İslam'da Mehdiliğin Felsefesi ve Nedenleri
Tarih: 26-04-2024 16:55:32 Güncelleme: 26-04-2024 16:55:32 + -


İslam'da Mehdiliğin felsefesi ve nedenleri genel bir konudur. Üzerinde durulması gereken kapsamlı bir açıklamayı ve detaylı bir tartışmayı gerektirir.

facebook-paylas
Tarih: 26-04-2024 16:55

İslam'da Mehdiliğin Felsefesi ve Nedenleri

Bismillahirrahmanirrahim

 

“Mehdiliğin nedenleri ve felsefesi” konusu ve itikadi temellerinin anlaşılmasına dikkat etmek gerekir. İslam, vahiy ve gerçekliğe dayalı ilahi bir dindir ki peygamberlerin sonuncusu Hz.
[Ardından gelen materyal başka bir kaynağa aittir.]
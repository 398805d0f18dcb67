use std::io::Write;
use std::path::{Path, PathBuf};

use anyhow::Context;
use clap::{ArgGroup, Parser};

use klz_codecs::default_codec;
use klz_core::request::DEFAULT_SUFFIX;
use klz_core::{AtomicFileTranscoder, Level, Mode, Suffix, TranscodeRequest};

// ── CLI definition ─────────────────────────────────────────────────────────

#[derive(Parser, Debug)]
#[command(
    name = "klzip",
    about = "gzip-compatible compression with atomic file replacement",
    version,
    group(
        ArgGroup::new("preset")
            .args(["fast", "best", "l1", "l2", "l3", "l4", "l5", "l6", "l7", "l8", "l9"])
            .multiple(false)
    )
)]
struct Cli {
    /// Files to compress, decompress, or test
    #[arg(required = true)]
    files: Vec<PathBuf>,

    /// Decompress instead of compressing
    #[arg(short, long)]
    decompress: bool,

    /// Test the integrity of compressed files
    #[arg(short, long, conflicts_with = "decompress")]
    test: bool,

    /// Overwrite existing output files
    #[arg(short, long)]
    force: bool,

    /// Keep (don't delete) input files
    #[arg(short, long)]
    keep: bool,

    /// Do not save the original file name and timestamp
    #[arg(short = 'n', long, conflicts_with = "name")]
    no_name: bool,

    /// Save the original file name and timestamp (default)
    #[arg(short = 'N', long)]
    name: bool,

    /// Sync-flush every 64 KiB so unchanged regions compress identically
    #[arg(long)]
    rsyncable: bool,

    /// Suffix for compressed files
    #[arg(short = 'S', long, default_value = DEFAULT_SUFFIX)]
    suffix: String,

    /// Compression level, 1 (fastest) to 9 (best)
    #[arg(
        short,
        long,
        default_value_t = 5,
        value_parser = clap::value_parser!(u32).range(1..=9)
    )]
    level: u32,

    /// Same as --level 1
    #[arg(long)]
    fast: bool,

    /// Same as --level 9
    #[arg(long)]
    best: bool,

    /// -1 (fastest) through -9 (best), gzip style
    #[arg(short = '1')]
    l1: bool,
    #[arg(short = '2', hide = true)]
    l2: bool,
    #[arg(short = '3', hide = true)]
    l3: bool,
    #[arg(short = '4', hide = true)]
    l4: bool,
    #[arg(short = '5', hide = true)]
    l5: bool,
    #[arg(short = '6', hide = true)]
    l6: bool,
    #[arg(short = '7', hide = true)]
    l7: bool,
    #[arg(short = '8', hide = true)]
    l8: bool,
    #[arg(short = '9')]
    l9: bool,

    /// Report each file's sizes and timing
    #[arg(short, long)]
    verbose: bool,

    /// Only report errors
    #[arg(short, long, conflicts_with = "verbose")]
    quiet: bool,
}

impl Cli {
    fn mode(&self) -> Mode {
        if self.test {
            Mode::Test
        } else if self.decompress {
            Mode::Decompress
        } else {
            Mode::Compress
        }
    }

    /// Level picked by `--fast`, `--best` or a digit flag, if any.
    fn preset(&self) -> Option<u32> {
        let digits = [
            self.l1, self.l2, self.l3, self.l4, self.l5, self.l6, self.l7, self.l8, self.l9,
        ];
        if self.fast {
            Some(1)
        } else if self.best {
            Some(9)
        } else {
            digits.iter().position(|&set| set).map(|i| i as u32 + 1)
        }
    }

    fn level(&self) -> anyhow::Result<Level> {
        let level = self.preset().unwrap_or(self.level);
        Level::new(level).context("invalid --level")
    }

    fn request(&self, source: &Path, suffix: &Suffix, level: Level) -> TranscodeRequest {
        TranscodeRequest {
            suffix: suffix.clone(),
            level,
            overwrite: self.force,
            keep_source: self.keep,
            embed_name: !self.no_name,
            chunked: self.rsyncable,
            verbose: self.verbose,
            ..TranscodeRequest::new(source, self.mode())
        }
    }
}

// ── Logging ────────────────────────────────────────────────────────────────

fn init_logging(cli: &Cli) {
    let default = if cli.verbose {
        "info"
    } else if cli.quiet {
        "error"
    } else {
        "warn"
    };
    env_logger::Builder::from_env(env_logger::Env::default().default_filter_or(default))
        .format(|buf, record| writeln!(buf, "[{}] {}", record.level(), record.args()))
        .init();
}

// ── Entry point ────────────────────────────────────────────────────────────

fn main() -> anyhow::Result<()> {
    let cli = Cli::parse();
    init_logging(&cli);

    let suffix = Suffix::new(&cli.suffix).context("invalid --suffix")?;
    let level = cli.level()?;
    let transcoder = AtomicFileTranscoder::new(default_codec());

    let mut failed = 0usize;
    for file in &cli.files {
        let request = cli.request(file, &suffix, level);
        match transcoder.run(&request) {
            Ok(outcome) => log::debug!("{:?}", outcome),
            Err(err) => {
                log::error!("{}", err);
                failed += 1;
            }
        }
    }

    if failed > 0 {
        anyhow::bail!("{} of {} file(s) failed", failed, cli.files.len());
    }
    Ok(())
}

#[cfg(test)]
mod tests {
    use super::*;

    fn parse(args: &[&str]) -> Cli {
        Cli::try_parse_from(std::iter::once("klzip").chain(args.iter().copied())).unwrap()
    }

    #[test]
    fn defaults_compress_with_name_at_level_5() {
        let cli = parse(&["a.txt"]);
        let req = cli.request(Path::new("a.txt"), &Suffix::default(), cli.level().unwrap());
        assert_eq!(req.mode, Mode::Compress);
        assert_eq!(req.level.get(), 5);
        assert!(req.embed_name);
        assert!(!req.chunked);
        assert_eq!(req.suffix.as_str(), ".gz");
    }

    #[test]
    fn flags_map_onto_request() {
        let cli = parse(&["-d", "-k", "-f", "-n", "--rsyncable", "-v", "x.gz", "y.gz"]);
        assert_eq!(cli.files.len(), 2);
        let req = cli.request(&cli.files[1], &Suffix::default(), cli.level().unwrap());
        assert_eq!(req.mode, Mode::Decompress);
        assert!(req.keep_source && req.overwrite && req.chunked && req.verbose);
        assert!(!req.embed_name);
        assert_eq!(req.source, PathBuf::from("y.gz"));
    }

    #[test]
    fn fast_and_best_override_level() {
        assert_eq!(parse(&["--fast", "a"]).level().unwrap(), Level::FASTEST);
        assert_eq!(parse(&["--best", "a"]).level().unwrap(), Level::BEST);
        assert_eq!(parse(&["-l", "7", "a"]).level().unwrap().get(), 7);
    }

    #[test]
    fn digit_flags_pick_level() {
        for digit in 1..=9u32 {
            let flag = format!("-{}", digit);
            let cli = parse(&[flag.as_str(), "a.txt"]);
            assert_eq!(cli.level().unwrap().get(), digit);
            assert_eq!(cli.files, vec![PathBuf::from("a.txt")]);
        }
        assert_eq!(parse(&["-3", "-l", "8", "a"]).level().unwrap().get(), 3);
    }

    #[test]
    fn rejects_bad_combinations() {
        let bad: &[&[&str]] = &[
            &["-n", "-N", "a"],
            &["-d", "-t", "a"],
            &["--fast", "--best", "a"],
            &["-1", "-9", "a"],
            &["--fast", "-6", "a"],
            &["-l", "0", "a"],
            &["-l", "10", "a"],
            &[],
        ];
        for args in bad {
            let argv = std::iter::once("klzip").chain(args.iter().copied());
            assert!(Cli::try_parse_from(argv).is_err(), "{:?}", args);
        }
    }
}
Muhammed'in (s.a.a) ortaya çıkışıyla insanlığa hediye edilmiş, insanın her yönden kemal ve gelişmesi için sürekli bir olan program olarak tasarlanmıştır; insanın dünyada ve ahiretteki kurtuluşu ve mutluluğu için bir zemin oluşturmuştur.

 

İslam'ın ortaya çıkışı, Hz. Peygamber'in (s.a.a) biseti ile “Zuhur ve ortaya çıkış; batın ve içsel boyut” olarak iki boyutta gerçekleşmiştir.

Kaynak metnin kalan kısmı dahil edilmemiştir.